His rich brown eyes will convey profound
intelligence and sensitivity to the subtlest
shifts in my mood. Those eyes will never
get infected and fill with viscous yellow pus
we must wipe with Q-Tips and cure with
sticky ointment, awkward for us both.
My dog will lie by my feet while I read
the Sunday Times he fetched from the lawn
and delivered dry from his slobber-free
mouth, and he’ll wait for his walk
until I complete the crossword.
And when we walk he’ll heel until I hurl
a tennis ball. Watch him streak across
the grassy field, catch it on first bounce
and, with gleeful tail, surrender the prize to me
for another go. He will never drop dead
birds or vermin on the front stoop like
the neighbor's dog they had to put to sleep.
At poop time he will drag his leash from
the closet, jangling across the tile to my chair.

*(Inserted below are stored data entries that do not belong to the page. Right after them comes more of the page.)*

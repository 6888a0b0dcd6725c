//! Case-insensitive substring matcher with trigger-aware ranking.
//!
//! # Invariants
//! - An empty query yields no candidates (no "show all" fallback).
//! - Exact trigger matches rank first, trigger prefixes second, everything
//!   else keeps collection order. The sort is stable, so equal ranks never
//!   swap relative position.

use crate::model::entry::Entry;

/// Match tier of one candidate. Lower sorts first.
#[derive(Debug, Clone, Copy, PartialEq, Eq, PartialOrd, Ord, Hash)]
pub enum MatchRank {
    /// `trigger` equals the query.
    ExactTrigger,
    /// `trigger` starts with the query.
    TriggerPrefix,
    /// Query found somewhere in trigger, title or subtitle.
    Contains,
}

/// Entry that satisfies the match predicate for a query.
#[derive(Debug, Clone, PartialEq, Eq)]
pub struct Candidate {
    pub entry: Entry,
    pub rank: MatchRank,
}

/// Match options.
#[derive(Debug, Clone, Default)]
pub struct MatchQuery {
    pub text: String,
    /// Caps the result after ranking. `None` keeps every candidate.
    pub limit: Option<usize>,
}

impl MatchQuery {
    pub fn new(text: impl Into<String>) -> Self {
        Self {
            text: text.into(),
            limit: None,
        }
    }

    pub fn limit(mut self, limit: usize) -> Self {
        self.limit = Some(limit);
        self
    }
}

/// Ranks `entries` against `query` with no result cap.
pub fn match_entries(entries: &[Entry], query: &str) -> Vec<Candidate> {
    search_entries(entries, &MatchQuery::new(query))
}

/// Ranks `entries` against `query.text`, then applies `query.limit`.
pub fn search_entries(entries: &[Entry], query: &MatchQuery) -> Vec<Candidate> {
    if query.text.is_empty() {
        return Vec::new();
    }

    let needle = query.text.to_lowercase();
    let mut candidates = entries
        .iter()
        .filter_map(|entry| {
            classify(entry, &needle).map(|rank| Candidate {
                entry: entry.clone(),
                rank,
            })
        })
        .collect::<Vec<_>>();

    // `sort_by_key` is stable.
    candidates.sort_by_key(|candidate| candidate.rank);

    if let Some(limit) = query.limit {
        candidates.truncate(limit);
    }
    candidates
}

/// Returns whether `trigger` equals `query` ignoring case.
pub fn trigger_equals(trigger: &str, query: &str) -> bool {
    trigger.to_lowercase() == query.to_lowercase()
}

fn classify(entry: &Entry, needle: &str) -> Option<MatchRank> {
    let trigger = entry.trigger.to_lowercase();
    if trigger == needle {
        return Some(MatchRank::ExactTrigger);
    }
    if trigger.starts_with(needle) {
        return Some(MatchRank::TriggerPrefix);
    }

    let hit = trigger.contains(needle)
        || entry.title.to_lowercase().contains(needle)
        || entry.subtitle.to_lowercase().contains(needle);
    hit.then_some(MatchRank::Contains)
}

He will never get diarrhea and soil the Oriental,
then whimper or cower in the corner.
And when I have my heart attack, I don't know
if he will punch 9-1-1 with his nose
like the schnauzer in the news,
but surely he’ll cover my body with his, so
the EMTs won't find me jittery with shock.
While waiting for the ambulance, I’ll thank
my wife for this beast, warming the pain,
a gift as perfect as our children who,
when we play tennis, won't serve as hard
as they can and will blow some shots
to let me think that by some necessary miracle
I’ve survived and will win in the end.